Drive around any industrial complex in District 5, and you will be struck by the number of ‘Help Wanted’ signs. Our area has a shortage of trained workers which will intensify once Foxxcon starts looking for employees.
To relieve this shortage, area businesses have been partnering with WCTC and local high schools to encourage students to get technical or trade degrees while still in high school. I have seen the rise in these programs over the past five years among patients in my practice. They offer work and life experience to students who otherwise might flounder after high school.
In order to better understand the strengths and weaknesses of such programs I have met with business leaders, business owners, human resource VPs, and school superintendents. I have similar meetings scheduled in the next few weeks.
What I have found is that we have school personnel who are passionate about identifying students who are interested in trades or tech degrees and many businesses willing to support these students.

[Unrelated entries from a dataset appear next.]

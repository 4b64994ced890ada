//! Lifecycle orchestrator implementation.
//!
//! Drives each work item through metadata, activation, polling and download, with the
//! ledger consulted first so a repeated run does no repeated work.

use std::sync::Arc;

use futures::StreamExt;
use tracing::{error, info, info_span, warn, Instrument};

use crate::activator::AssetActivator;
use crate::config::Config;
use crate::downloader::AssetDownloader;
use crate::http::{RetryingClient, Transport};
use crate::layout::OutputLayout;
use crate::ledger::{create_ledger_system, AssetKey, LedgerError, LedgerHandle, LedgerStore, Transition};
use crate::metrics;
use crate::provider::{AssetLinks, ProviderClient};
use crate::search::WorkItem;

use super::config::OrchestratorConfig;
use super::types::{FailedItem, ItemError, ItemOutcome, RunMode, RunSummary};

const LEDGER_BUFFER: usize = 32;

/// Drives work items from search results to files on disk.
pub struct LifecycleOrchestrator {
    config: OrchestratorConfig,
    provider: ProviderClient,
    activator: AssetActivator,
    downloader: AssetDownloader,
    layout: OutputLayout,
    store: Arc<dyn LedgerStore>,
}

impl LifecycleOrchestrator {
    pub fn new(
        config: OrchestratorConfig,
        provider: ProviderClient,
        activator: AssetActivator,
        downloader: AssetDownloader,
        layout: OutputLayout,
        store: Arc<dyn LedgerStore>,
    ) -> Self {
        Self {
            config,
            provider,
            activator,
            downloader,
            layout,
            store,
        }
    }

    /// Wires every component from configuration over one shared transport.
    pub fn from_config(
        config: &Config,
        transport: Arc<dyn Transport>,
        store: Arc<dyn LedgerStore>,
    ) -> Self {
        let http = RetryingClient::new(transport, config.retry.clone());
        let request_timeout = config.timeouts.request();
        let provider = ProviderClient::new(
            http.clone(),
            config.provider.base_url.clone(),
            request_timeout,
        );
        let activator = AssetActivator::new(
            http.clone(),
            provider.clone(),
            config.activation.clone(),
            request_timeout,
        );
        let downloader = AssetDownloader::new(
            http,
            provider.clone(),
            config.download.clone(),
            config.timeouts.download(),
        );

        Self::new(
            config.orchestrator.clone(),
            provider,
            activator,
            downloader,
            OutputLayout::new(config.output.dir.clone()),
            store,
        )
    }

    pub fn layout(&self) -> &OutputLayout {
        &self.layout
    }

    /// Processes every work item and returns the tally.
    ///
    /// A ledger that cannot be loaded ends the run before any item is touched. Every
    /// other failure is local to its item.
    pub async fn run(&self, items: Vec<WorkItem>, mode: RunMode) -> Result<RunSummary, LedgerError> {
        let ledger = self.store.load().map_err(|e| {
            error!("Refusing to run with an unreadable ledger: {}", e);
            e
        })?;

        let (handle, writer) = create_ledger_system(Arc::clone(&self.store), ledger, LEDGER_BUFFER);
        let writer_task = tokio::spawn(writer.run());

        let total = items.len();
        let concurrency = self.config.max_concurrent_items.max(1);
        info!(total, concurrency, ?mode, "Processing work items");

        let results: Vec<(AssetKey, Result<ItemOutcome, ItemError>)> =
            futures::stream::iter(items)
                .map(|item| {
                    let handle = handle.clone();
                    let key = item.key();
                    let span = info_span!("item", key = %key);
                    async move {
                        let result = self.process_item(&item, &handle, mode).await;
                        (key, result)
                    }
                    .instrument(span)
                })
                .buffer_unordered(concurrency)
                .collect()
                .await;

        drop(handle);
        if let Err(e) = writer_task.await {
            error!("Ledger task ended abnormally: {}", e);
        }

        let mut summary = RunSummary {
            total,
            ..RunSummary::default()
        };
        for (key, result) in results {
            match result {
                Ok(outcome) => {
                    metrics::ITEMS.with_label_values(&[outcome.label()]).inc();
                    summary.successful += 1;
                }
                Err(e) => {
                    error!(key = %key, "Work item failed: {}", e);
                    metrics::ITEMS.with_label_values(&["failed"]).inc();
                    summary.failed.push(FailedItem {
                        key: key.to_string(),
                        error: e.to_string(),
                    });
                }
            }
        }

        info!(
            "Processed {} out of {} assets successfully",
            summary.successful, summary.total
        );
        Ok(summary)
    }

    async fn process_item(
        &self,
        item: &WorkItem,
        ledger: &LedgerHandle,
        mode: RunMode,
    ) -> Result<ItemOutcome, ItemError> {
        let key = item.key();
        let dest = self.layout.asset_path(item);
        info!(
            scene = %item.scene.id,
            asset_type = %item.asset_type,
            "Processing asset type {} for scene {}",
            item.asset_type,
            item.scene.id
        );

        // The sidecar is informational; losing it does not fail the item.
        if let Err(e) = self.layout.write_metadata(&item.scene).await {
            warn!("Failed to write metadata for scene {}: {}", item.scene.id, e);
        }

        let record = ledger.record(&key).await?;

        if record.downloaded {
            if tokio::fs::try_exists(&dest).await.unwrap_or(false) {
                info!("Asset {} already downloaded, skipping", key);
                return Ok(ItemOutcome::AlreadyDownloaded);
            }
            warn!(
                path = %dest.display(),
                "Asset {} recorded as downloaded but the file is missing, downloading again",
                key
            );
            ledger.apply(&key, Transition::DownloadCleared).await?;
        }

        let links = match record.activation {
            Some(state) => {
                info!(state = %state, "Asset {} already activated, skipping activation request", key);
                if mode.is_activate_only() {
                    return Ok(ItemOutcome::Activated);
                }
                let links = self.resolve_links(item, &key).await?;
                self.activator
                    .poll_until_active(&key, &links.self_link)
                    .await?;
                ledger.apply(&key, Transition::Active).await?;
                links
            }
            None => {
                let links = self.resolve_links(item, &key).await?;
                self.activator
                    .request_activation(&key, &links.activate)
                    .await?;
                ledger.apply(&key, Transition::Requested).await?;
                info!("Asset {} activation requested successfully", key);

                if mode.is_activate_only() {
                    return Ok(ItemOutcome::Activated);
                }
                self.activator
                    .poll_until_active(&key, &links.self_link)
                    .await?;
                ledger.apply(&key, Transition::Active).await?;
                links
            }
        };

        let outcome = self
            .downloader
            .download(&key, &links.self_link, &dest)
            .await?;
        ledger.apply(&key, Transition::Downloaded).await?;

        Ok(ItemOutcome::Downloaded(outcome))
    }

    async fn resolve_links(&self, item: &WorkItem, key: &AssetKey) -> Result<AssetLinks, ItemError> {
        let links = self.provider.asset_links(item.item_type(), key).await?;
        info!(
            "Found activation link for {}: {}",
            item.asset_type, links.activate
        );
        Ok(links)
    }
}

#[cfg(test)]
mod tests {
    use super::*;
    use crate::http::Method;
    use crate::ledger::{ActivationState, Ledger};
    use crate::testing::{fixtures, MemoryLedgerStore, MockReply, MockTransport};

    fn setup(dir: &std::path::Path) -> (Arc<MockTransport>, Arc<MemoryLedgerStore>, LifecycleOrchestrator) {
        let transport = Arc::new(MockTransport::new());
        let store = Arc::new(MemoryLedgerStore::new());
        let config = fixtures::config(dir);
        let orchestrator = LifecycleOrchestrator::from_config(
            &config,
            Arc::clone(&transport) as Arc<dyn Transport>,
            Arc::clone(&store) as Arc<dyn LedgerStore>,
        );
        (transport, store, orchestrator)
    }

    fn item() -> WorkItem {
        WorkItem::new(
            Arc::new(fixtures::scene("S1", "2023-06-01T18:24:31Z")),
            "basic_analytic_8b",
        )
    }

    #[tokio::test(start_paused = true)]
    async fn test_missing_asset_type_fails_only_that_item() {
        let dir = tempfile::tempdir().unwrap();
        let (transport, store, orchestrator) = setup(dir.path());
        let other = WorkItem::new(Arc::clone(&item().scene), "ortho_visual");
        fixtures::script_lifecycle(&transport, &other.key(), "payload");

        let summary = orchestrator
            .run(vec![item(), other.clone()], RunMode::Download)
            .await
            .unwrap();

        assert_eq!(summary.total, 2);
        assert_eq!(summary.successful, 1);
        assert_eq!(summary.failed.len(), 1);
        assert_eq!(summary.failed[0].key, "S1_basic_analytic_8b");
        assert!(store.saved().unwrap().is_downloaded(&other.key()));
    }

    #[tokio::test(start_paused = true)]
    async fn test_activation_failure_leaves_ledger_untouched() {
        let dir = tempfile::tempdir().unwrap();
        let (transport, store, orchestrator) = setup(dir.path());
        let key = item().key();
        fixtures::script_lifecycle(&transport, &key, "payload");
        transport.on(Method::Post, &fixtures::activate_url(&key), MockReply::status(500));

        let summary = orchestrator.run(vec![item()], RunMode::Download).await.unwrap();

        assert_eq!(summary.successful, 0);
        assert_eq!(store.save_count(), 0);
        assert_eq!(transport.count(Method::Post, &fixtures::activate_url(&key)), 3);
    }

    #[tokio::test(start_paused = true)]
    async fn test_ledger_save_failure_fails_item() {
        let dir = tempfile::tempdir().unwrap();
        let (transport, store, orchestrator) = setup(dir.path());
        fixtures::script_lifecycle(&transport, &item().key(), "payload");
        store.fail_saves(true);

        let summary = orchestrator.run(vec![item()], RunMode::Download).await.unwrap();

        assert_eq!(summary.successful, 0);
        assert!(summary.failed[0].error.contains("ledger update failed"));
        // The item stops before polling once the requested state cannot be recorded.
        assert_eq!(transport.count(Method::Get, &fixtures::self_url(&item().key())), 0);
    }

    #[tokio::test(start_paused = true)]
    async fn test_sidecar_written_even_when_item_fails() {
        let dir = tempfile::tempdir().unwrap();
        let (_transport, _store, orchestrator) = setup(dir.path());

        let summary = orchestrator.run(vec![item()], RunMode::Download).await.unwrap();

        assert_eq!(summary.successful, 0);
        assert!(orchestrator.layout().metadata_path(&item().scene).exists());
    }

    #[tokio::test(start_paused = true)]
    async fn test_active_entry_in_activate_only_mode_makes_no_calls() {
        let dir = tempfile::tempdir().unwrap();
        let (transport, store, orchestrator) = setup(dir.path());
        let mut ledger = Ledger::new();
        ledger.mark_requested(&item().key());
        ledger.mark_active(&item().key());
        store.seed(ledger);

        let summary = orchestrator
            .run(vec![item()], RunMode::ActivateOnly)
            .await
            .unwrap();

        assert_eq!(summary.successful, 1);
        assert!(transport.calls().is_empty());
        assert_eq!(store.save_count(), 0);
    }

    #[tokio::test(start_paused = true)]
    async fn test_concurrent_items_share_one_ledger() {
        let dir = tempfile::tempdir().unwrap();
        let transport = Arc::new(MockTransport::new());
        let store = Arc::new(MemoryLedgerStore::new());
        let mut config = fixtures::config(dir.path());
        config.orchestrator.max_concurrent_items = 4;
        let orchestrator = LifecycleOrchestrator::from_config(
            &config,
            Arc::clone(&transport) as Arc<dyn Transport>,
            Arc::clone(&store) as Arc<dyn LedgerStore>,
        );

        let scenes: Vec<_> = (1..=4)
            .map(|i| fixtures::scene(&format!("S{}", i), "2023-06-01T18:24:31Z"))
            .collect();
        let types = vec!["ortho_visual".to_string()];
        let items = WorkItem::expand(scenes, &types);
        for item in &items {
            fixtures::script_lifecycle(&transport, &item.key(), "payload");
        }

        let summary = orchestrator.run(items.clone(), RunMode::Download).await.unwrap();

        assert_eq!(summary.successful, 4);
        let saved = store.saved().unwrap();
        for item in &items {
            assert_eq!(saved.activation(&item.key()), Some(ActivationState::Active));
            assert!(saved.is_downloaded(&item.key()));
        }
    }
}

Dr. Pat Greco, school superintendent at Menomonee Falls school district, aims to have 100% of her students choose a general area of study before graduating from high school. This not only saves money for the students going to college but also gives a head start to students interested in trades or apprenticeships.
WCTC’s Dual Enrollment Academy has grown since its inception eight years ago and now allows for study in Tool and Die, Welding, Automation Systems, IT, Protective Services, Building Construction Trades and Hospitality Specialist areas.
Businesses like Trace-a-Matic in Brookfield have combined an inclusive corporate culture with a bonus system based on grades to provide positive experiences for these students and are seeing the benefit in a well trained crop of new hires who are mature and loyal to their company. Bryan Obst, the HR recruiter at Trace-a-Matic has put together a program that offers diligent students an opportunity for a well paid career.
In today’s world of tech-heavy industry, these programs will only grow in importance. In Congress I will explore ways the Federal government can support similar programs across the country.